> **EXERCISE MATERIALS**
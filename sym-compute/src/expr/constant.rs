use std::fmt;

#[cfg(feature = "serde")]
use serde::{Deserialize, Serialize};

/// A named mathematical constant.
///
/// Constants are opaque leaves: the simplifier never replaces them with numbers, and two constants
/// are equal only if they are the same constant.
#[derive(Debug, Clone, Copy, PartialEq, Eq, Hash, PartialOrd, Ord)]
#[cfg_attr(feature = "serde", derive(Serialize, Deserialize))]
pub enum Constant {
    /// The ratio of a circle's circumference to its diameter.
    Pi,

    /// Euler's number, the base of the natural logarithm.
    E,

    /// The imaginary unit, `i^2 = -1`.
    I,

    /// Unsigned infinity.
    Infinity,

    PositiveInfinity,

    NegativeInfinity,
}

impl Constant {
    /// Every constant.
    pub const ALL: [Constant; 6] = [
        Constant::Pi,
        Constant::E,
        Constant::I,
        Constant::Infinity,
        Constant::PositiveInfinity,
        Constant::NegativeInfinity,
    ];

    /// The stable identifier of the constant, such as `@pi`.
    pub fn id(self) -> &'static str {
        match self {
            Self::Pi => "@pi",
            Self::E => "@e",
            Self::I => "@i",
            Self::Infinity => "@inf",
            Self::PositiveInfinity => "@pinf",
            Self::NegativeInfinity => "@ninf",
        }
    }

    /// The name the constant is written with, such as `pi`.
    pub fn name(self) -> &'static str {
        match self {
            Self::Pi => "pi",
            Self::E => "e",
            Self::I => "i",
            Self::Infinity => "inf",
            Self::PositiveInfinity => "pinf",
            Self::NegativeInfinity => "ninf",
        }
    }

    /// Finds the constant written as `name`.
    pub fn from_name(name: &str) -> Option<Self> {
        Self::ALL.into_iter().find(|constant| constant.name() == name)
    }
}

impl fmt::Display for Constant {
    fn fmt(&self, f: &mut fmt::Formatter<'_>) -> fmt::Result {
        write!(f, "{}", self.name())
    }
}
//! Character-level helpers: whitespace, identifiers, quoted strings and comments.

use super::{
    input::Input,
    outcome::{ParseResult, Success},
    parser::{Parser, ParserExt},
    primitive::{any, char, char_if, string},
};

/// Skips zero or more whitespace characters (`Whitespaces`).
pub fn whitespace<I: Input<Item = char>>() -> impl Parser<I, ()> {
    move |input: I| -> ParseResult<I, ()> {
        let mut cursor = input;
        while cursor.current().is_some_and(|c| c.is_whitespace()) {
            cursor = cursor.advance();
        }
        Ok(Success::new((), cursor))
    }
}

/// Consumes a line break: `\r\n`, `\n` or `\r`.
pub fn newline<I: Input<Item = char>>() -> impl Parser<I, &'static str> {
    string("\r\n").or(string("\n")).or(string("\r"))
}

/// Consumes one or more ASCII digits.
pub fn digits<I: Input<Item = char>>() -> impl Parser<I, String> {
    char_if(|c| c.is_ascii_digit(), "Digit expected")
        .at_least_once()
        .as_text()
}

/// Consumes an identifier: a letter or `_`, followed by letters, digits or `_`.
pub fn ident<I: Input<Item = char>>() -> impl Parser<I, String> {
    let head = char_if(|c| c.is_alphabetic() || *c == '_', "Identifier expected");
    let tail = char_if(|c| c.is_alphanumeric() || *c == '_', "Identifier expected");
    head.and(tail.many()).as_text()
}

/// Consumes a double-quoted string, yielding its contents. A backslash escapes the next
/// character.
pub fn quoted_string<I: Input<Item = char>>() -> impl Parser<I, String> {
    let escaped = char('\\').ignore_then(any());
    let plain = char_if(|c| *c != '"' && *c != '\\', "String character expected");
    escaped
        .or(plain)
        .many()
        .map(|chars| chars.into_iter().collect::<String>())
        .enclosed(char('"'), char('"').with_message("Closing quote expected"))
}

/// Consumes characters up to and including `token`, yielding the text before it (`TillToken`).
pub fn till<I: Input<Item = char>>(token: &'static str) -> impl Parser<I, String> {
    any()
        .until(string(token))
        .map(|chars| chars.into_iter().collect::<String>())
        .with_message(format!("\"{}\" expected", token))
}

/// Consumes a comment from `prefix` to the end of the line, yielding its text. The line break is
/// not consumed.
pub fn line_comment<I: Input<Item = char>>(prefix: &'static str) -> impl Parser<I, String> {
    let body = char_if(|c| *c != '\n' && *c != '\r', "").many().as_text();
    string(prefix).ignore_then(body)
}

/// Consumes a comment delimited by `open` and `close`, yielding its text.
pub fn block_comment<I: Input<Item = char>>(
    open: &'static str,
    close: &'static str,
) -> impl Parser<I, String> {
    string(open).ignore_then(till(close))
}
#[cfg(test)]
mod tests {
    use pretty_assertions::assert_eq;
    use crate::{grammar::parse_expression, registry::Registry, substitute::Substitution};

    use super::*;

    fn registry() -> Registry {
        let mut registry = Registry::default();
        for name in ["x", "y", "a", "b", "n"] {
            registry.add_variable(Variable::new(name).unwrap());
        }
        registry
    }

    fn parse(source: &str) -> Expr {
        parse_expression(source, &registry()).unwrap()
    }

    fn simplified(source: &str) -> String {
        simplify(&parse(source)).unwrap().to_string()
    }

    #[test]
    fn like_terms() {
        assert_eq!(simplified("x + x"), "2 * x");
        assert_eq!(simplified("x - x"), "0");
        assert_eq!(simplified("3 * x - 2 * x + 1 - 1"), "x");
        assert_eq!(simplified("a + b * 2.5 - a * b"), "a + 5 * b / 2 - a * b");
        assert_eq!(simplified("x * y - y * x"), "0");
    }

    #[test]
    fn signs() {
        assert_eq!(simplified("-(x - y)"), "y - x");
        assert_eq!(simplified("-x - 1"), "-x - 1");
        assert_eq!(simplified("+x * -1"), "-x");
        assert_eq!(simplified("-(-(x))"), "x");
        assert_eq!(simplified("2 - 5"), "-3");
    }

    #[test]
    fn products() {
        assert_eq!(simplified("x * x * x"), "x ^ 3");
        assert_eq!(simplified("y * 2 * x"), "2 * x * y");
        assert_eq!(simplified("(x + 1) * (x - 1)"), "x ^ 2 - 1");
        assert_eq!(simplified("2 * (x + y)"), "2 * x + 2 * y");
    }

    #[test]
    fn quotients() {
        assert_eq!(simplified("x / x"), "1");
        assert_eq!(simplified("2 * x / (4 * y)"), "x / (2 * y)");
        assert_eq!(simplified("1 / (x + 1)"), "1 / (x + 1)");
        assert_eq!(simplified("(x ^ 2 - x) / x"), "x - 1");
        assert_eq!(simplified("6 / 4"), "3 / 2");
    }

    #[test]
    fn powers() {
        assert_eq!(simplified("2 ^ 10"), "1024");
        assert_eq!(simplified("(2 * x) ^ 2"), "4 * x ^ 2");
        assert_eq!(simplified("x ^ 2 * x ^ -1"), "x");
        assert_eq!(simplified("x ^ (1/2) * x ^ (1/2)"), "x");
        assert_eq!(simplified("x ^ n * x ^ n"), "(x ^ n) ^ 2");
        assert_eq!(simplified("(x + 1) ^ 2"), "(x + 1) ^ 2");
        assert_eq!(simplified("(x + 1) ^ 2 / (x + 1)"), "x + 1");
        assert_eq!(simplified("x ^ 0 + 1 ^ n"), "2");
        assert_eq!(simplified("4 ^ (1/2)"), "4 ^ (1/2)");
    }

    #[test]
    fn substituted_values_fold_exactly() {
        let simplified = simplify(&parse("a + b * 2 - a * b")).unwrap();
        assert_eq!(simplified.to_string(), "a + 2 * b - a * b");

        let bind = |b: Rational| {
            Substitution::new(vec![
                (Variable::new("a").unwrap(), Expr::number(Rational::new(252, 10)).unwrap()),
                (Variable::new("b").unwrap(), Expr::number(b).unwrap()),
            ])
            .unwrap()
        };
        let value = simplify(&bind(Rational::new(111, 10)).apply(&simplified).unwrap()).unwrap();
        assert_eq!(value, Expr::Number(Rational::new(-5808, 25)));

        // the sample driver's default input
        let simplified = simplify(&parse("a + b * 2.5 - a * b")).unwrap();
        let value = simplify(&bind(Rational::new(111, 10)).apply(&simplified).unwrap()).unwrap();
        assert_eq!(value, Expr::Number(Rational::new(-22677, 100)));
        assert_eq!(value.to_string(), "-22677/100");
    }

    #[test]
    fn non_finite_numbers_are_rejected() {
        let infinite = Expr::Number(Rational::infinity()) + parse("x");
        assert_eq!(simplify(&infinite), Err(SimplifyError::NonFinite(Rational::infinity())));

        let undefined = parse("x") * Expr::Number(Rational::nan());
        assert!(matches!(simplify(&undefined), Err(SimplifyError::NonFinite(value)) if value.is_nan()));
    }

    #[test]
    fn oversized_powers() {
        assert_eq!(
            simplify(&parse("10 ^ 2147483647")),
            Err(SimplifyError::PowerTooLarge { base: Rational::from(10), exponent: i32::MAX }),
        );
        assert_eq!(
            simplify(&parse("(2 * x) ^ 2000000000")),
            Err(SimplifyError::PowerTooLarge { base: Rational::from(2), exponent: 2_000_000_000 }),
        );
        assert_eq!(simplified("1 ^ 2147483647 + (-1) ^ 2147483647"), "0");
        assert_eq!(simplified("(x ^ 2147483647) ^ 1"), "x ^ 2147483647");
    }

    #[test]
    fn functions_keep_their_arguments() {
        assert_eq!(simplified("sin(x + x)"), "sin(2 * x)");
        assert_eq!(simplified("sqrt(4) * sqrt(4)"), "sqrt(4) ^ 2");
        assert_eq!(simplified("cos(x) ^ 2 + sin(x) ^ 2"), "cos(x) ^ 2 + sin(x) ^ 2");
    }

    #[test]
    fn derivatives_are_resolved() {
        assert_eq!(simplified("diff(x ^ 3, x)"), "3 * x ^ 2");
        assert_eq!(simplified("diff(sin(x), x)"), "cos(x)");
        assert_eq!(simplified("diff(x * y, y)"), "x");
        assert_eq!(simplified("diff(x, x + 0)"), "1");

        assert_eq!(
            simplify(&parse("diff(x, 2)")),
            Err(SimplifyError::DerivativeByConstant("2".to_string())),
        );
        assert_eq!(
            simplify(&parse("diff(x, 2 * x)")),
            Err(SimplifyError::UnresolvedDerivative("2 * x".to_string())),
        );
    }

    #[test]
    fn division_by_zero() {
        assert!(matches!(simplify(&parse("x / 0")), Err(SimplifyError::NonFinite(_))));
        assert!(matches!(simplify(&parse("1 / (x - x)")), Err(SimplifyError::NonFinite(_))));
        assert!(matches!(simplify(&parse("0 ^ -1")), Err(SimplifyError::NonFinite(_))));
    }

    #[test]
    fn idempotent() {
        let sources = [
            "a + b * 2.5 - a * b",
            "-x - 1",
            "x / 2 - y / 3",
            "(x + 1) ^ 2 * (y - 1)",
            "1 / (x + 1) + x / (x + 1)",
            "e ^ x * 2",
            "-(x ^ 2) * y",
            "(-2) ^ (1/2) * x",
            "(2 * x) ^ (1/2) * 3",
            "x ^ (1/2) / y ^ (3/2)",
            "sin(x) ^ 2 - cos(x) / 3",
            "-1 / (x * y)",
            "pi * x - pi",
        ];

        for source in sources {
            let once = simplify(&parse(source)).unwrap();
            let twice = simplify(&once).unwrap();
            assert_eq!(once, twice, "simplifying `{}` twice", source);

            let reparsed = simplify(&parse(&once.to_string())).unwrap();
            assert_eq!(once, reparsed, "re-parsing the simplified form of `{}`", source);
        }
    }

    #[cfg(feature = "numerical")]
    mod numerical {
        use assert_float_eq::{
            afe_abs,
            afe_absolute_error_msg,
            afe_is_absolute_eq,
            afe_is_relative_eq,
            afe_relative_error_msg,
            assert_float_absolute_eq,
            assert_float_relative_eq,
        };
        use rand::{rngs::StdRng, Rng, SeedableRng};
        use std::collections::HashMap;
        use crate::approximate::approximate_with;

        use super::*;

        /// Builds a random tree over `x` and `y` with small integer leaves.
        fn random_expr(rng: &mut StdRng, depth: u32) -> Expr {
            if depth == 0 || rng.gen_ratio(1, 4) {
                return match rng.gen_range(0..3) {
                    0 => Expr::from(rng.gen_range(-4..=4)),
                    1 => Expr::from(Variable::new("x").unwrap()),
                    _ => Expr::from(Variable::new("y").unwrap()),
                };
            }

            let lhs = random_expr(rng, depth - 1);
            match rng.gen_range(0..6) {
                0 => lhs + random_expr(rng, depth - 1),
                1 => lhs - random_expr(rng, depth - 1),
                2 => lhs * random_expr(rng, depth - 1),
                3 => lhs / random_expr(rng, depth - 1),
                4 => lhs.pow(Expr::from(rng.gen_range(0..=3))),
                _ => -lhs,
            }
        }

        #[test]
        fn random_expressions_keep_their_value() {
            let mut rng = StdRng::seed_from_u64(0x51);
            let mut checked = 0;

            for _ in 0..300 {
                let expr = random_expr(&mut rng, 4);
                let Ok(simplified) = simplify(&expr) else {
                    continue;
                };

                let bindings = HashMap::from([
                    ("x".to_string(), rng.gen_range(0.5..2.0)),
                    ("y".to_string(), rng.gen_range(-2.0..-0.5)),
                ]);
                let expected = approximate_with(&expr, &bindings).unwrap();
                if !expected.is_finite() || expected.abs() > 1e9 {
                    continue;
                }

                let actual = approximate_with(&simplified, &bindings).unwrap();
                if expected.abs() < 1.0 {
                    assert_float_absolute_eq!(actual, expected, 1e-6);
                } else {
                    assert_float_relative_eq!(actual, expected, 1e-6);
                }
                checked += 1;
            }

            assert!(checked > 100);
        }
    }
}
//! Parsers that consume single items or fixed strings, plus a few that consume nothing.

use std::borrow::Cow;
use super::{
    error::ParsingError,
    input::Input,
    outcome::{Failure, ParseResult, Success},
    parser::{Boxed, Parser},
};

/// Compares two characters case-insensitively.
fn eq_ignore_case(a: char, b: char) -> bool {
    a == b || a.to_lowercase().eq(b.to_lowercase())
}

/// Consumes one item satisfying `predicate` (`Item`).
pub fn item<I, F>(predicate: F, message: impl Into<Cow<'static, str>>) -> impl Parser<I, I::Item>
where
    I: Input,
    F: Fn(&I::Item) -> bool,
{
    let message = message.into();
    move |input: I| -> ParseResult<I, I::Item> {
        match input.current() {
            Some(item) if predicate(&item) => Ok(Success::new(item, input.advance())),
            _ => Err(Failure::new(input, message.clone(), "item")),
        }
    }
}

/// Consumes any one item, failing only at the end of the input.
pub fn any<I: Input>() -> impl Parser<I, I::Item> {
    item(|_| true, "Unexpected end of input")
}

/// Consumes exactly the character `expected`.
pub fn char<I: Input<Item = char>>(expected: char) -> impl Parser<I, char> {
    move |input: I| -> ParseResult<I, char> {
        match input.current() {
            Some(c) if c == expected => Ok(Success::new(c, input.advance())),
            _ => Err(Failure::new(input, format!("'{}' expected", expected), "char")),
        }
    }
}

/// Consumes the character `expected`, ignoring case. Yields the character actually read.
pub fn char_ignore_case<I: Input<Item = char>>(expected: char) -> impl Parser<I, char> {
    move |input: I| -> ParseResult<I, char> {
        match input.current() {
            Some(c) if eq_ignore_case(c, expected) => Ok(Success::new(c, input.advance())),
            _ => Err(Failure::new(input, format!("'{}' expected", expected), "char_ignore_case")),
        }
    }
}

/// Consumes one character satisfying `predicate`.
pub fn char_if<I, F>(predicate: F, message: impl Into<Cow<'static, str>>) -> impl Parser<I, char>
where
    I: Input<Item = char>,
    F: Fn(&char) -> bool,
{
    let message = message.into();
    move |input: I| -> ParseResult<I, char> {
        match input.current() {
            Some(c) if predicate(&c) => Ok(Success::new(c, input.advance())),
            _ => Err(Failure::new(input, message.clone(), "char_if")),
        }
    }
}

/// Matches `expected` character by character, optionally ignoring case. The error is positioned
/// at the first mismatching character.
fn match_str<I: Input<Item = char>>(
    input: I,
    expected: &str,
    ignore_case: bool,
    producer: &'static str,
) -> Result<I, Failure<I>> {
    let mut cursor = input.clone();
    for c in expected.chars() {
        match cursor.current() {
            Some(found) if found == c || (ignore_case && eq_ignore_case(found, c)) => {
                cursor = cursor.advance();
            },
            _ => {
                let error = ParsingError::new(cursor.position(), format!("\"{}\" expected", expected), producer);
                return Err(Failure::from_error(input, error));
            },
        }
    }
    Ok(cursor)
}

/// Consumes exactly the string `expected`.
pub fn string<'a, I: Input<Item = char>>(expected: &'a str) -> impl Parser<I, &'a str> {
    move |input: I| -> ParseResult<I, &'a str> {
        let rest = match_str(input, expected, false, "string")?;
        Ok(Success::new(expected, rest))
    }
}

/// Consumes the string `expected`, ignoring case. Yields the text actually read.
pub fn string_ignore_case<'a, I: Input<Item = char>>(expected: &'a str) -> impl Parser<I, String> + 'a
where
    I: 'a,
{
    move |input: I| -> ParseResult<I, String> {
        let rest = match_str(input.clone(), expected, true, "string_ignore_case")?;
        let mut text = String::new();
        let mut cursor = input;
        while cursor.position() < rest.position() {
            text.extend(cursor.current());
            cursor = cursor.advance();
        }
        Ok(Success::new(text, rest))
    }
}

/// Succeeds with a clone of `value` without consuming input (`Value`).
pub fn value<I: Input, O: Clone>(value: O) -> impl Parser<I, O> {
    move |input: I| -> ParseResult<I, O> {
        Ok(Success::new(value.clone(), input))
    }
}

/// Always fails with `message` (`Error`).
pub fn fail<I: Input, O>(message: impl Into<Cow<'static, str>>) -> impl Parser<I, O> {
    let message = message.into();
    move |input: I| -> ParseResult<I, O> {
        Err(Failure::new(input, message.clone(), "fail"))
    }
}

/// Succeeds only at the end of the input.
pub fn eof<I: Input>() -> impl Parser<I, ()> {
    move |input: I| -> ParseResult<I, ()> {
        if input.is_eof() {
            Ok(Success::new((), input))
        } else {
            Err(Failure::new(input, "End of input expected", "eof"))
        }
    }
}

/// Builds the parser on every use (`Ref`). Useful for referring to a parser that is defined
/// later, at the cost of rebuilding it each time.
pub fn lazy<I, O, P, F>(make: F) -> impl Parser<I, O>
where
    I: Input,
    P: Parser<I, O>,
    F: Fn() -> P,
{
    move |input: I| -> ParseResult<I, O> {
        make().parse(input)
    }
}

/// Tries each alternative in order at the same cursor.
///
/// If all of them fail, the failure whose error lies furthest into the input is returned, with
/// later alternatives winning ties.
pub fn choice<'a, I, O>(alternatives: Vec<Boxed<'a, I, O>>) -> impl Parser<I, O> + 'a
where
    I: Input + 'a,
    O: 'a,
{
    move |input: I| -> ParseResult<I, O> {
        let mut best: Option<Failure<I>> = None;
        for alternative in &alternatives {
            match alternative.parse(input.clone()) {
                Ok(success) => return Ok(success),
                Err(failure) => {
                    if best.as_ref().map_or(true, |best| failure.error.position >= best.error.position) {
                        best = Some(failure);
                    }
                },
            }
        }
        Err(best.unwrap_or_else(|| Failure::new(input, "No alternatives to try", "choice")))
    }
}

#[cfg(test)]
mod tests {
    use pretty_assertions::assert_eq;
    use crate::{input::{SliceInput, StrInput}, parser::ParserExt};

    use super::*;

    #[test]
    fn char_and_string() {
        let success = char('a').parse(StrInput::new("ab")).unwrap();
        assert_eq!(success.value, 'a');
        assert_eq!(success.rest.position(), 1);

        let failure = string("let").parse(StrInput::new("lex")).unwrap_err();
        assert_eq!(failure.error.position, 2);
        assert_eq!(failure.rest.position(), 0);
        assert_eq!(failure.error.message, "\"let\" expected");
    }

    #[test]
    fn ignore_case() {
        assert_eq!(char_ignore_case('e').parse(StrInput::new("E")).unwrap().value, 'E');
        let success = string_ignore_case("inf").parse(StrInput::new("INF!")).unwrap();
        assert_eq!(success.value, "INF");
        assert_eq!(success.rest.current(), Some('!'));
    }

    #[test]
    fn item_over_slices() {
        let tokens = [3, 4, 5];
        let odd = item(|n: &i32| n % 2 == 1, "odd number expected");
        let success = odd.many().parse(SliceInput::new(&tokens)).unwrap();
        assert_eq!(success.value, vec![3]);
        assert_eq!(success.rest.position(), 1);
    }

    #[test]
    fn value_fail_eof() {
        assert_eq!(value::<_, i32>(7).parse(StrInput::new("x")).unwrap().value, 7);
        assert!(fail::<_, ()>("nope").parse(StrInput::new("")).is_err());
        assert!(eof().parse(StrInput::new("")).is_ok());
        assert!(eof().parse(StrInput::new("x")).is_err());
    }

    #[test]
    fn choice_reports_furthest() {
        let parser = choice(vec![
            string("abc").to(1).boxed(),
            string("abd").to(2).boxed(),
            char('x').to(3).boxed(),
        ]);
        assert_eq!(parser.parse(StrInput::new("abd")).unwrap().value, 2);
        let failure = parser.parse(StrInput::new("abz")).unwrap_err();
        assert_eq!(failure.error.position, 2);
        assert_eq!(failure.error.message, "\"abd\" expected");
    }
}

> **ABOUT THIS TASK**
State the count of lines in the material above that include "best", with no other words.

> **SOLUTION**
4